Butternut Squash Pasta Sauce
What’s the worse Secret Santa present you’ve ever received? Mine was a small green notebook with a face of a frog.
Yes, I know I sound a bit ungrateful, but seriously no thought had gone into that gift.
It was definitely an afterthought; an ‘OMG it’s secret Santa day at work, and I’m already running late.’ Then the frog notebook was frantically wrapped while they were scoffing down their corn flakes.
I’m not saying I haven’t ever recycled gifts. When the kids were smaller, I had a whole bottom drawer full of them ready for all those class birthday parties.
But here’s the thing, now I’d be lost without that little green frog book. Let me explain.
Oh before I explain, heads up there are some Amazon links that I may earn a small commission on at no extra cost to you.
Dinner Time Blues
I enjoy cooking most of the time, but when you have to come up with a tasty, quick meal that pleases everyone, every night it can become a bit tedious. So we run the ‘Green Book’ system.
It’s not complicated – when I cook something new I ask, “Does this make it into the green book?”
If it gets the thumbs up, in it goes.- I write the name of the recipe, the cookbook and the page number.
So on those occasions when I’m stuck for dinner ideas I just flick through the green frog notebook.
A favourite of mine from the green book is Mixed Meat Pilaf from on page 198. It’s great for using up leftover meat, and I have to be honest I don’t ever add the pomegranate seeds.
Which leads me to this week’s recipe. It’s a new recipe for my green book and was adapted from Save with Jamie.
I’m always trying to sneak in as many veggies into my dinner recipes as I can. When the kids were little and had packed lunches, I could dictate their 5 a day regime.
Now they’re teenagers who knows what they choose for lunch at the college canteen.
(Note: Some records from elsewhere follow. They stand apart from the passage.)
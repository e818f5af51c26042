//! Build script for jukebox-server
//!
//! Exposes build identification to the binary:
//! - GIT_HASH: short commit hash, or "unknown" outside a checkout
//! - BUILD_TIMESTAMP: RFC 3339, UTC
//! - BUILD_PROFILE: cargo profile name

use std::process::Command;

fn main() {
    let git_hash = Command::new("git")
        .args(["rev-parse", "--short=8", "HEAD"])
        .output()
        .ok()
        .filter(|output| output.status.success())
        .and_then(|output| String::from_utf8(output.stdout).ok())
        .map(|s| s.trim().to_string())
        .unwrap_or_else(|| "unknown".to_string());

    let build_timestamp = chrono::Utc::now().to_rfc3339_opts(chrono::SecondsFormat::Secs, true);
    let profile = std::env::var("PROFILE").unwrap_or_else(|_| "unknown".to_string());

    println!("cargo:rustc-env=GIT_HASH={}", git_hash);
    println!("cargo:rustc-env=BUILD_TIMESTAMP={}", build_timestamp);
    println!("cargo:rustc-env=BUILD_PROFILE={}", profile);
}
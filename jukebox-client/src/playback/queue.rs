//! Playback queue
//!
//! Unbounded FIFO of tokens waiting to play. The queue only stores tokens;
//! resolving and starting them is the session's drain step.

use std::collections::VecDeque;

use jukebox_common::Token;

#[derive(Debug, Default)]
pub struct PlaybackQueue {
    pending: VecDeque<Token>,
}

impl PlaybackQueue {
    pub fn new() -> Self {
        Self::default()
    }

    /// Push to the tail. Duplicates are kept.
    pub fn append(&mut self, token: Token) {
        self.pending.push_back(token);
    }

    pub fn peek(&self) -> Option<&Token> {
        self.pending.front()
    }

    pub fn pop(&mut self) -> Option<Token> {
        self.pending.pop_front()
    }

    pub fn len(&self) -> usize {
        self.pending.len()
    }

    pub fn is_empty(&self) -> bool {
        self.pending.is_empty()
    }

    /// Drop everything still waiting; returns how many were dropped
    pub fn clear(&mut self) -> usize {
        let dropped = self.pending.len();
        self.pending.clear();
        dropped
    }

    pub fn iter(&self) -> impl Iterator<Item = &Token> {
        self.pending.iter()
    }
}

#[cfg(test)]
mod tests {
    use super::*;

    #[test]
    fn test_fifo_order_with_duplicates() {
        let mut queue = PlaybackQueue::new();
        for t in ["bell", "chime", "bell"] {
            queue.append(Token::from(t));
        }

        assert_eq!(queue.len(), 3);
        assert_eq!(queue.peek().map(Token::as_str), Some("bell"));

        let order: Vec<String> = std::iter::from_fn(|| queue.pop())
            .map(Token::into_inner)
            .collect();
        assert_eq!(order, vec!["bell", "chime", "bell"]);
        assert!(queue.is_empty());
    }

    #[test]
    fn test_clear_reports_count() {
        let mut queue = PlaybackQueue::new();
        queue.append(Token::from("bell"));
        queue.append(Token::from(""));

        assert_eq!(queue.clear(), 2);
        assert_eq!(queue.pop(), None);
    }
}
//! Sound library endpoints

use axum::{extract::State, routing::get, Json, Router};
use jukebox_common::{Manifest, Token};

use crate::AppState;

/// GET /play/
///
/// The manifest clients resolve tokens against.
pub async fn get_manifest(State(state): State<AppState>) -> Json<Manifest> {
    Json(state.library.as_ref().clone())
}

/// GET /library/
///
/// Token names only, sorted.
pub async fn list_tokens(State(state): State<AppState>) -> Json<Vec<Token>> {
    Json(state.library.keys().cloned().collect())
}

pub fn library_routes() -> Router<AppState> {
    Router::new()
        .route("/play/", get(get_manifest))
        .route("/library/", get(list_tokens))
}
They could be having pizza and chips 5 days a week for all I know.
That’s why I love this pasta sauce, it’s virtually all veg, and then I chuck in frozen peas for an extra veggie boost.
Butternut squash has calcium and magnesium for healthy bones and teeth along with potassium needed for healthy nerve function and for the regulation of blood pressure.
It’s also packed full of antioxidant carotene, which is great for your eye health.
If you head over to my Nutrilicious Ladies Facebook page, you’ll see I’m a big fan of Jamie Oliver and often share his recipes there.
In this book, he gives a fab tip of whole-roasting a butternut squash ahead of time so you can have it in the fridge ready for easy meals.
So as I was roasting a chicken the other night, I popped in a butternut squash for the next night’s meal.
This was a revelation for me ’cause though I loved butternut squash I never bought them as I hated peeling and cutting them. I’m no chef, so my knives aren’t as sharp as they should be.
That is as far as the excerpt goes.